Work instruction:
The full listing should be set down exactly as it reads.

Records supplied:
============

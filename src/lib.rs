pub mod audit;
pub mod config;
pub mod db;
pub mod dto;
pub mod entity;
pub mod error;
pub mod gateway;
pub mod middleware;
pub mod models;
pub mod response;
pub mod routes;
pub mod services;
pub mod signature;
pub mod state;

============

Exercise result:
filename src/lib.rs
pub mod audit;
pub mod config;
pub mod db;
pub mod dto;
pub mod entity;
pub mod error;
pub mod gateway;
pub mod middleware;
pub mod models;
pub mod response;
pub mod routes;
pub mod services;
pub mod signature;
pub mod state;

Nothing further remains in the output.